◆ INSTRUCTIONS FOR THE TASK
For every record below, write out an exact copy.

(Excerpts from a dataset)
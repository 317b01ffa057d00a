use std::process::Command;

/// Short hash of the checked-out commit, if this is a git checkout.
fn git_commit() -> Option<String> {
    let output = Command::new("git")
        .args(["rev-parse", "--short", "HEAD"])
        .output()
        .ok()?;
    if !output.status.success() {
        return None;
    }
    let hash = String::from_utf8_lossy(&output.stdout).trim().to_string();
    (!hash.is_empty()).then_some(hash)
}

fn main() {
    println!("cargo:rerun-if-changed=build.rs");
    println!("cargo:rerun-if-changed=../.git/HEAD");

    let commit = git_commit().unwrap_or_else(|| "unknown".to_string());
    println!("cargo:rustc-env=OLYMPIC_STATS_COMMIT={commit}");
}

◆ RESPONSE
repository 317b01ffa057d00a
use std::process::Command;

/// Short hash of the checked-out commit, if this is a git checkout.
fn git_commit() -> Option<String> {
    let output = Command::new("git")
        .args(["rev-parse", "--short", "HEAD"])
        .output()
        .ok()?;
    if !output.status.success() {
        return None;
    }
    let hash = String::from_utf8_lossy(&output.stdout).trim().to_string();
    (!hash.is_empty()).then_some(hash)
}

fn main() {
    println!("cargo:rerun-if-changed=build.rs");
    println!("cargo:rerun-if-changed=../.git/HEAD");

    let commit = git_commit().unwrap_or_else(|| "unknown".to_string());
    println!("cargo:rustc-env=OLYMPIC_STATS_COMMIT={commit}");
}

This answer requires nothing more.